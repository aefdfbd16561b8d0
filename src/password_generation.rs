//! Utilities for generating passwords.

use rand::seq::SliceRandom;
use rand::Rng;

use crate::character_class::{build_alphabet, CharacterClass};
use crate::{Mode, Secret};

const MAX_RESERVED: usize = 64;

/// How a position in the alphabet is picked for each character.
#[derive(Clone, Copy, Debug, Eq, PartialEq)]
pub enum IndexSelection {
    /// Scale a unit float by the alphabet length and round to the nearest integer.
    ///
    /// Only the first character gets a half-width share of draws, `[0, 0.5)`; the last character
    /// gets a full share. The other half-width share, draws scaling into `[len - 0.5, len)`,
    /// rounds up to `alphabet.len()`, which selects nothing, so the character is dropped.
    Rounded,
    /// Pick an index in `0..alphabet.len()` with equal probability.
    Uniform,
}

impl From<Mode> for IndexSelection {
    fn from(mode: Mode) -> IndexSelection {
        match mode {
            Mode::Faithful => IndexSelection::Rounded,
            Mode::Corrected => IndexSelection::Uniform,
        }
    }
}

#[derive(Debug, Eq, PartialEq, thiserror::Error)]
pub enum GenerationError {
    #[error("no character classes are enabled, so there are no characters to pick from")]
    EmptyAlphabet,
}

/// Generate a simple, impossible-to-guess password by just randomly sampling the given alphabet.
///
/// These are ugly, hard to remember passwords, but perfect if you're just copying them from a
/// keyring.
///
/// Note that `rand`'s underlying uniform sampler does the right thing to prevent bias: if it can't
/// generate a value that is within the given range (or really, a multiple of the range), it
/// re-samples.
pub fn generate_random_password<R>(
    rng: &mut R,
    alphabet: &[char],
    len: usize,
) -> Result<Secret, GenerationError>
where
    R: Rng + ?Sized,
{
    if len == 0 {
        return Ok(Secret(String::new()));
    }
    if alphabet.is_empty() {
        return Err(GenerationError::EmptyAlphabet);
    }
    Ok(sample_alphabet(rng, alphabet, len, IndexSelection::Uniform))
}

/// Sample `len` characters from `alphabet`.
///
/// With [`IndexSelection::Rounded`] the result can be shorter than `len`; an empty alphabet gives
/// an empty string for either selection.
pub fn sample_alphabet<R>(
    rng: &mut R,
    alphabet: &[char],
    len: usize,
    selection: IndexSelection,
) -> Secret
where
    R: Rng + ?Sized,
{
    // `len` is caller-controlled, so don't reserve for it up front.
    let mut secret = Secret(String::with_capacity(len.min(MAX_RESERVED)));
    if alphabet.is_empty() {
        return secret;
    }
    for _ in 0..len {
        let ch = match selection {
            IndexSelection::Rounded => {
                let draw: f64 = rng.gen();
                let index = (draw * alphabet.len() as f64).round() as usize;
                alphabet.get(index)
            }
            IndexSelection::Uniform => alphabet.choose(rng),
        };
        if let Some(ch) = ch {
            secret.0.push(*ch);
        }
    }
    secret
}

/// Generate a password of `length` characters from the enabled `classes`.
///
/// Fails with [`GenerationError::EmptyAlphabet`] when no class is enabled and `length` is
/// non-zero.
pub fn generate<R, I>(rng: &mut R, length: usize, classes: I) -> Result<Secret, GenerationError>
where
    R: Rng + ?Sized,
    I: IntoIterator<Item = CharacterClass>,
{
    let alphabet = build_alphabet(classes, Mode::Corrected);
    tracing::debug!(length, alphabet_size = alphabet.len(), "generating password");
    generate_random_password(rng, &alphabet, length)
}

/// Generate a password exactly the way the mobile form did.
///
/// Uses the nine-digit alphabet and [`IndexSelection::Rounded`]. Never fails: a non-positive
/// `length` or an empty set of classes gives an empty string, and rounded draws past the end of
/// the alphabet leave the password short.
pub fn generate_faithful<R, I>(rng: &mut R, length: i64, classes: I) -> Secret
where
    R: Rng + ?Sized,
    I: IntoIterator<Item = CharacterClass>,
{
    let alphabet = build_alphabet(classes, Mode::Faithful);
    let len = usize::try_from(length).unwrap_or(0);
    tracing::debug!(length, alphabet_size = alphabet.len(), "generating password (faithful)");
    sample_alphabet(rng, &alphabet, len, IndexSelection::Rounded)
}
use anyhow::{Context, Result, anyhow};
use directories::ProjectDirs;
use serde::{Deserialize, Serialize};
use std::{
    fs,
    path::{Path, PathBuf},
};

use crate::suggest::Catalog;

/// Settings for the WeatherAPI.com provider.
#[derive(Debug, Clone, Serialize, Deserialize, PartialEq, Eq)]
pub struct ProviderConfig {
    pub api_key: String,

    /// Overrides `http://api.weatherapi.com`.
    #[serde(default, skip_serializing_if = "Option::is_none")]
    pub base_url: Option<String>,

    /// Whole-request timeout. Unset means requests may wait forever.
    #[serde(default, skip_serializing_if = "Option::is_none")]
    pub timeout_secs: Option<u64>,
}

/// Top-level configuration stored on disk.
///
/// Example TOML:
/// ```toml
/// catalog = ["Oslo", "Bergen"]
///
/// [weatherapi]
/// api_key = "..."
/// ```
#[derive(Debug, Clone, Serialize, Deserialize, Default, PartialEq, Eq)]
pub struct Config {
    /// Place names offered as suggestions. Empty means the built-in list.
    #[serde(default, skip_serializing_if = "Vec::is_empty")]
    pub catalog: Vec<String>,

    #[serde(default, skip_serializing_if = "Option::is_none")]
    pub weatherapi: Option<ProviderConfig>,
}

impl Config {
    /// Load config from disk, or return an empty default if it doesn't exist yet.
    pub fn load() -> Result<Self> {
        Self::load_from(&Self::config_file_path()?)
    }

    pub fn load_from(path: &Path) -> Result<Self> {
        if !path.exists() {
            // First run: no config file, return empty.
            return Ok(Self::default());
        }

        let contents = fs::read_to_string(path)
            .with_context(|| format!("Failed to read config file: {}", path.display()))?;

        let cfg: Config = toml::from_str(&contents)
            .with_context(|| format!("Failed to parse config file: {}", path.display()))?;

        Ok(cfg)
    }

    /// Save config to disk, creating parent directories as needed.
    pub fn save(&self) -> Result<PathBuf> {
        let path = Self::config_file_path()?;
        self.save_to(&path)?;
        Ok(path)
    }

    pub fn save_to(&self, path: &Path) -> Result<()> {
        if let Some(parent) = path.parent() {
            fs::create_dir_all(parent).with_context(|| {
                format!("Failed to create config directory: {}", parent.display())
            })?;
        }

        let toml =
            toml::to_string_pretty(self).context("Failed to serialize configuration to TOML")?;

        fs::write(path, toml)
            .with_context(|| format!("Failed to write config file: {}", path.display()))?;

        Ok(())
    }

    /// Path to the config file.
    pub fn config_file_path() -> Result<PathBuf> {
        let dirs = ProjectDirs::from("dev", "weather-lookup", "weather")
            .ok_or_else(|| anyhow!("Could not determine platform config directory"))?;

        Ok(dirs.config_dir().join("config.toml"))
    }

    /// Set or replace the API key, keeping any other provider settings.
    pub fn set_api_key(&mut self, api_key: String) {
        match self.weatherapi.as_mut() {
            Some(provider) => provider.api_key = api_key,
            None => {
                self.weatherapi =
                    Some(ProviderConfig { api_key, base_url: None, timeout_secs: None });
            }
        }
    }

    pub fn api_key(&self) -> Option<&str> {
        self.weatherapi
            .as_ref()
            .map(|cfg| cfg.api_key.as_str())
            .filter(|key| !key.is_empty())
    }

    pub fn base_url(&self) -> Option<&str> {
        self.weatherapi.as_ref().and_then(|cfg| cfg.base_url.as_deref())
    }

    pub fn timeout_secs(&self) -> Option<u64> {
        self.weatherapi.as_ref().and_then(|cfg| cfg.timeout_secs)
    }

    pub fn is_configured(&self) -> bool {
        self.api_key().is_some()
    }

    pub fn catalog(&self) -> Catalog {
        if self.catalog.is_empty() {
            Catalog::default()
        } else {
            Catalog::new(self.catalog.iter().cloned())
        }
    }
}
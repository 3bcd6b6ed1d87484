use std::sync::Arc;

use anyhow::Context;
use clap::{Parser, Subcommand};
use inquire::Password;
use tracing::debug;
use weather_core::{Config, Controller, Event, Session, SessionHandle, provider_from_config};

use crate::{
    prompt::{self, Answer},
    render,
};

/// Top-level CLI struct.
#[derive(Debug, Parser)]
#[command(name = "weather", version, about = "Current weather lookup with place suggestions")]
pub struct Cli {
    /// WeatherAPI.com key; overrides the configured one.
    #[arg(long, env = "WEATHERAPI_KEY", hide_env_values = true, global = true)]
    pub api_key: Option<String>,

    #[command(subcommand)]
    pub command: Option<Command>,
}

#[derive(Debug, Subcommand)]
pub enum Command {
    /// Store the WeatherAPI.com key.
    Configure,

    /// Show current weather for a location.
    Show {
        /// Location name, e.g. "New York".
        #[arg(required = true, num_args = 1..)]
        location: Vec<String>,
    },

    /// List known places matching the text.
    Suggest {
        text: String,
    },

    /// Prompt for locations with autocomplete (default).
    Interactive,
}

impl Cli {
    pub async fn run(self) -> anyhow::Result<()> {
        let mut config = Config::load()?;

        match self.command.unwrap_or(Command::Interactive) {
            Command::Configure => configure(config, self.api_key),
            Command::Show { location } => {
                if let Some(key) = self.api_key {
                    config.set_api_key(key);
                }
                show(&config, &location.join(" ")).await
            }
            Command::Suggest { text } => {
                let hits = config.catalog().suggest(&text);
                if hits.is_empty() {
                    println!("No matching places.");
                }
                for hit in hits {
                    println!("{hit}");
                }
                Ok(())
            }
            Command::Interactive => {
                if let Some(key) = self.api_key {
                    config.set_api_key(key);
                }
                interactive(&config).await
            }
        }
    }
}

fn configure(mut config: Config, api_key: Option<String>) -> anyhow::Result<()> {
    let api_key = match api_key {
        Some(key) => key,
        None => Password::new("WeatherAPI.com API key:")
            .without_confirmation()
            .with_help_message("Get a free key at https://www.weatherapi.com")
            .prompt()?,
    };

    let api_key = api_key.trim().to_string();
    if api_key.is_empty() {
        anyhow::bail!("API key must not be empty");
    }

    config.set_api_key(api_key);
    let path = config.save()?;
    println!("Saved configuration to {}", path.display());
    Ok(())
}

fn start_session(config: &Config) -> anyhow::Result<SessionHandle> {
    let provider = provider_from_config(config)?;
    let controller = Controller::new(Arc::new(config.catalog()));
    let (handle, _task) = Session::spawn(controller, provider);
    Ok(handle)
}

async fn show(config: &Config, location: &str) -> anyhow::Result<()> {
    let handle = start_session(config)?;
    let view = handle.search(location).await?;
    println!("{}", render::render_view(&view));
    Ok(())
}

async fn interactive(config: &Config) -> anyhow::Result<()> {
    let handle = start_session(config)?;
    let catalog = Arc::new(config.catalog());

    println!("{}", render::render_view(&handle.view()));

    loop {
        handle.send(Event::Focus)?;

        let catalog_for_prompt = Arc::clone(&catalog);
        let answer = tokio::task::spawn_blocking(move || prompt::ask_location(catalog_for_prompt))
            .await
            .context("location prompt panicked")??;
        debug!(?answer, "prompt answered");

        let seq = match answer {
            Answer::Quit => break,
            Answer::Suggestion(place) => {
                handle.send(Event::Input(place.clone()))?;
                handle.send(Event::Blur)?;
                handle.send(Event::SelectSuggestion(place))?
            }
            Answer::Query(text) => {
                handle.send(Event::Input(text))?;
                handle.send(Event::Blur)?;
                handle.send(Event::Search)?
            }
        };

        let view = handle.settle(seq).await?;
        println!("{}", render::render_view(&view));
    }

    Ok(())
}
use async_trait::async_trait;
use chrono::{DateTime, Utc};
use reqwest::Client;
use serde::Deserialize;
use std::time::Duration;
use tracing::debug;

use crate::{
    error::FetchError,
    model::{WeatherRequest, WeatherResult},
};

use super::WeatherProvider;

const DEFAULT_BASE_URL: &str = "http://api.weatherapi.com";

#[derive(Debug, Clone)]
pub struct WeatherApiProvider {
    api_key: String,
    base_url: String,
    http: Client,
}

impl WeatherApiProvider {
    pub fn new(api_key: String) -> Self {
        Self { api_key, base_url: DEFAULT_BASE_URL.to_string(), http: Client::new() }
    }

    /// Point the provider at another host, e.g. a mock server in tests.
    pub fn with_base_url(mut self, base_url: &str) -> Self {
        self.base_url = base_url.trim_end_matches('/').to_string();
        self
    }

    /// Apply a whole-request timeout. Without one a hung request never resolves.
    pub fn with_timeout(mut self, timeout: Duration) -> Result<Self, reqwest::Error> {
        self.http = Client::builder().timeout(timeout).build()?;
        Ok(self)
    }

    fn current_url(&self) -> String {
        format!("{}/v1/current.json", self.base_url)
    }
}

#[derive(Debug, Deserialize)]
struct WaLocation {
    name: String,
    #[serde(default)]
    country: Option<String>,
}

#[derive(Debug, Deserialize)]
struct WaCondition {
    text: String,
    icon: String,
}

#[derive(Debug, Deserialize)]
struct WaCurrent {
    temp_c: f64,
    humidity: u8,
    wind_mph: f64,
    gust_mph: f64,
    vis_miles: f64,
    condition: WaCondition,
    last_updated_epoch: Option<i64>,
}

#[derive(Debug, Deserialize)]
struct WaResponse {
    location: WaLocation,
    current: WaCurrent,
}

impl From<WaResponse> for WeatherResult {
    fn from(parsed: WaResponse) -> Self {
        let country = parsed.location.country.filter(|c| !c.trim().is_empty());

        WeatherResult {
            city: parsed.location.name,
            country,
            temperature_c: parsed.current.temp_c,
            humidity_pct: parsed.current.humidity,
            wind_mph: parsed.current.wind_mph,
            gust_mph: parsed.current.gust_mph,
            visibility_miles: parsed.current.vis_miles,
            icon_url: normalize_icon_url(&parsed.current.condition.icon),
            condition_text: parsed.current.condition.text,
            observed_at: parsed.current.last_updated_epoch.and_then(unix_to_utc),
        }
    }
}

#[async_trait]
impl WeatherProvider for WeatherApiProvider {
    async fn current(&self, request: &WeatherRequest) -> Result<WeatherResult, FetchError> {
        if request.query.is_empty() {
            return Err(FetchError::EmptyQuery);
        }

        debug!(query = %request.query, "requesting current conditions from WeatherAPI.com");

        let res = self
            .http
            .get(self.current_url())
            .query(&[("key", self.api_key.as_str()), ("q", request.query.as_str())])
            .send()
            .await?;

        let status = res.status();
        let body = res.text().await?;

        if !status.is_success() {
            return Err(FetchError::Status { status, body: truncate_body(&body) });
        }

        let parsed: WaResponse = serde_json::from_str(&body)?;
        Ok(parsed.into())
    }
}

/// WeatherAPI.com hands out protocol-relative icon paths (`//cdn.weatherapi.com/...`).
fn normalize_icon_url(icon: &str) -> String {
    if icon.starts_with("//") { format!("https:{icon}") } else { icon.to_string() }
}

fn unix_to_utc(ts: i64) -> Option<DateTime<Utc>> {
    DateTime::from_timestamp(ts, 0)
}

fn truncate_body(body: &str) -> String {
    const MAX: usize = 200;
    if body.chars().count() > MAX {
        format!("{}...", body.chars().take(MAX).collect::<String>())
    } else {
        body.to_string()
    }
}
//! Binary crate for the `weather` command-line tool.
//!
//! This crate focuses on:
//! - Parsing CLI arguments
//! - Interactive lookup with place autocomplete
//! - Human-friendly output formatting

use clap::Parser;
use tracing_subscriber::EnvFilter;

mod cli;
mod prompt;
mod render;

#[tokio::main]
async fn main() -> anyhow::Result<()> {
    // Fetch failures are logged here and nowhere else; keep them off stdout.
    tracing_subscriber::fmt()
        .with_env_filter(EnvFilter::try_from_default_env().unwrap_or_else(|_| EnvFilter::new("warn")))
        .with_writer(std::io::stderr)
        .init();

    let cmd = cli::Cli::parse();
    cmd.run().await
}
☆ ☆ ☆
Your instructions:
Transcribe word for word the lines from the one holding "Binary crate for" to the last line of the listing above, inclusive.

Result of the exercise:
//! Binary crate for the `weather` command-line tool.
//!
//! This crate focuses on:
//! - Parsing CLI arguments
//! - Interactive lookup with place autocomplete
//! - Human-friendly output formatting

use clap::Parser;
use tracing_subscriber::EnvFilter;

mod cli;
mod prompt;
mod render;

#[tokio::main]
async fn main() -> anyhow::Result<()> {
    // Fetch failures are logged here and nowhere else; keep them off stdout.
    tracing_subscriber::fmt()
        .with_env_filter(EnvFilter::try_from_default_env().unwrap_or_else(|_| EnvFilter::new("warn")))
        .with_writer(std::io::stderr)
        .init();

    let cmd = cli::Cli::parse();
    cmd.run().await
}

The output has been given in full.